• _REQUIREMENT_: Across all the entries, how many lines hold "Explanation"? Answer with that number and nothing else.
** MATERIAL FOR THE TASK follows **
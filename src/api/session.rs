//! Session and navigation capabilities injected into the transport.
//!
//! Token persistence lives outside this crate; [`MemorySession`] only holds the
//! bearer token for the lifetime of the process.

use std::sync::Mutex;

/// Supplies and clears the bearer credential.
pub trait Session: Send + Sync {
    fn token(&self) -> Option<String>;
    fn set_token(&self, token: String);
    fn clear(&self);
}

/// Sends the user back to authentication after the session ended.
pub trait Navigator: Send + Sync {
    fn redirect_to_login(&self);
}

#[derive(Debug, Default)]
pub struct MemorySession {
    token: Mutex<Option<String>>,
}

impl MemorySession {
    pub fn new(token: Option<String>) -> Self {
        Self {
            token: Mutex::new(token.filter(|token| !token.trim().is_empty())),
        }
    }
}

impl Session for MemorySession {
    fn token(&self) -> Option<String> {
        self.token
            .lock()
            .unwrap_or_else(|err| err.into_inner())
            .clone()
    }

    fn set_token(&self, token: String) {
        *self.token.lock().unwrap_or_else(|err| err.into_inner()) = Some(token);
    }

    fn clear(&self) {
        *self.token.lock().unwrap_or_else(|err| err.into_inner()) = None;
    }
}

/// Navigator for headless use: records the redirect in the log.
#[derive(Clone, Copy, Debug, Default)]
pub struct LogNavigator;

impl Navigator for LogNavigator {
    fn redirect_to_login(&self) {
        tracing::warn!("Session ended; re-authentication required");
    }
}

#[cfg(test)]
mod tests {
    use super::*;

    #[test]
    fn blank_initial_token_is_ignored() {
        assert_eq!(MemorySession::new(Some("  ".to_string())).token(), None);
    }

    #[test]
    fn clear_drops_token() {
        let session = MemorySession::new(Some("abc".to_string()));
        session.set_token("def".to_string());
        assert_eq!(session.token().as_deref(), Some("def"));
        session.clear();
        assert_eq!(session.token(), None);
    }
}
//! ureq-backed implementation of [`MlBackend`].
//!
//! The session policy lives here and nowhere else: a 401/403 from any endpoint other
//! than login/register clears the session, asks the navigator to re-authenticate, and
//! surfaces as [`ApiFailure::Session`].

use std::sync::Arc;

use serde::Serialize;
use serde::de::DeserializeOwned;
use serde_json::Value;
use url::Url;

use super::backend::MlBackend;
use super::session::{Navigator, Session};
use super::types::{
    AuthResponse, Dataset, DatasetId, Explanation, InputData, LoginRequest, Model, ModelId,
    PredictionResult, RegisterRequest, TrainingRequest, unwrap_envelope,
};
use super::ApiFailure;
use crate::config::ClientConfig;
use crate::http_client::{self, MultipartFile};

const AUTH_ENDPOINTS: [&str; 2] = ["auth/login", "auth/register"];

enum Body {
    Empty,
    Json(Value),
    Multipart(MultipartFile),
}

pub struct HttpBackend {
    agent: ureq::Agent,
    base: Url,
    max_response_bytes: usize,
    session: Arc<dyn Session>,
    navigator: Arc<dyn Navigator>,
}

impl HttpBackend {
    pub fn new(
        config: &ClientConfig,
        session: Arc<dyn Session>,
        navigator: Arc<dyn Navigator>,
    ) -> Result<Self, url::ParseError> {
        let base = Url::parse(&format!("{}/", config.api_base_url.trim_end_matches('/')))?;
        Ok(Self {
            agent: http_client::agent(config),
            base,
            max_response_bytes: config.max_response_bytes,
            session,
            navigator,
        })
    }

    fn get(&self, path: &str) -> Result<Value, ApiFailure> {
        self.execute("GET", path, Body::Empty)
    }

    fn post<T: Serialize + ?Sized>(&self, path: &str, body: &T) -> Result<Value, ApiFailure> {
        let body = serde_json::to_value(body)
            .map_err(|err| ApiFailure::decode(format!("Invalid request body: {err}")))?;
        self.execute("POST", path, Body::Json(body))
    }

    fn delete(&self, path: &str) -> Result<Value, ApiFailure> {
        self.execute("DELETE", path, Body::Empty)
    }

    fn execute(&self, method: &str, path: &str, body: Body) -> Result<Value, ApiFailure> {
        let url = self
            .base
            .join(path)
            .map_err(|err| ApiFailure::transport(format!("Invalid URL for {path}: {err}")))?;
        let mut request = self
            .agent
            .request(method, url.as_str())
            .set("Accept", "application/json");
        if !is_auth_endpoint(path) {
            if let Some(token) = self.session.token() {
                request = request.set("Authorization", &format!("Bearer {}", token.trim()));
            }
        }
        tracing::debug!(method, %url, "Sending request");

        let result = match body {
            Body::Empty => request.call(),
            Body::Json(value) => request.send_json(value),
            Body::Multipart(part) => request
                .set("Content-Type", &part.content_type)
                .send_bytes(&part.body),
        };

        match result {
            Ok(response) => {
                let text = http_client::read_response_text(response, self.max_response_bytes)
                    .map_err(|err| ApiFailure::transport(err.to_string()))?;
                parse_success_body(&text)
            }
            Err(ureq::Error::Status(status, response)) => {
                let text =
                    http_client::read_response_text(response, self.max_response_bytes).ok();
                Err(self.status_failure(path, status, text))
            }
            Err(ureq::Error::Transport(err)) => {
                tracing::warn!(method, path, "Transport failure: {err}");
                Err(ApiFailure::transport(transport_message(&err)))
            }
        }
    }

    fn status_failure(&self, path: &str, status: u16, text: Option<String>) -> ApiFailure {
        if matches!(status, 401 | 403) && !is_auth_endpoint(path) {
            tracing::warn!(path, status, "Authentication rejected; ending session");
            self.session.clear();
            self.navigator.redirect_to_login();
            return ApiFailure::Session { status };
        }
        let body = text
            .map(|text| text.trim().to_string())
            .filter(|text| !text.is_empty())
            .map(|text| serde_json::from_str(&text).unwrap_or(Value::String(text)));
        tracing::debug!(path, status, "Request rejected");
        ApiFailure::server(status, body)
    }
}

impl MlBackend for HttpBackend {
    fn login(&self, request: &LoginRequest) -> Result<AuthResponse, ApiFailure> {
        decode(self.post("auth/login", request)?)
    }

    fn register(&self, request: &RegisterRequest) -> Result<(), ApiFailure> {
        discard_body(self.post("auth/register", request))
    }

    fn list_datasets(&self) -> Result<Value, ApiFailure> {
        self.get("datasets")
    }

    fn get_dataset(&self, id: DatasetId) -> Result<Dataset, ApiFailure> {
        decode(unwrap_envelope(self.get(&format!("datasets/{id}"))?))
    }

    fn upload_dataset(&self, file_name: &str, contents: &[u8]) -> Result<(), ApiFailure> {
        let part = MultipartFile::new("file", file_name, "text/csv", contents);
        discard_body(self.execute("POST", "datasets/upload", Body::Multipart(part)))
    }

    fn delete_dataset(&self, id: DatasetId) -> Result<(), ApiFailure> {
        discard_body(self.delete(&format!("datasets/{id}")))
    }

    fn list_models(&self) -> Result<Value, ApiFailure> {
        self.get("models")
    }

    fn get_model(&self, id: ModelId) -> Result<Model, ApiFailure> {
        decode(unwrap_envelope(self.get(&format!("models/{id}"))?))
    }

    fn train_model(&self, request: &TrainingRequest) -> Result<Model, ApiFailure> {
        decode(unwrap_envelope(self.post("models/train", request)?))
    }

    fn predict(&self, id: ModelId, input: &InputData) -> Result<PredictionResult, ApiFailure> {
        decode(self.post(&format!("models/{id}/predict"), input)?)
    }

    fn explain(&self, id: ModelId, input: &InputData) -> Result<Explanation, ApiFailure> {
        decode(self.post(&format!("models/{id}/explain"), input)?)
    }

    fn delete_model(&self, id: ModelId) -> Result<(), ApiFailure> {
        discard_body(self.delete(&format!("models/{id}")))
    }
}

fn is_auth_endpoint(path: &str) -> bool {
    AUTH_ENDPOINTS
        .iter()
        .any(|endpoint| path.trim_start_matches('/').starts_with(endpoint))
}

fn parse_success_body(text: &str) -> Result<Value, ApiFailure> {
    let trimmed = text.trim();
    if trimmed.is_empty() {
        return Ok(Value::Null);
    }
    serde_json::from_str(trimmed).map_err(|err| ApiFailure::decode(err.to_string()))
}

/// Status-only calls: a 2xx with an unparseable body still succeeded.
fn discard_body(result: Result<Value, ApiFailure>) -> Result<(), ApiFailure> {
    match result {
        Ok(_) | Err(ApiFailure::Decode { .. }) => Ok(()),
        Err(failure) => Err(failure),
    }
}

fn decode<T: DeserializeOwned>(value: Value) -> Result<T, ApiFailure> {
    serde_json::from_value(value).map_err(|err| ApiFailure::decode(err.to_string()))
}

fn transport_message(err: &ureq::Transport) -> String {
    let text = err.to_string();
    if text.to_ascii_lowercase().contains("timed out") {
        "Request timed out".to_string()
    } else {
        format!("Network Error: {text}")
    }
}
** End of MATERIAL FOR THE TASK **
• _SOLUTION TO THIS EXERCISE_: 2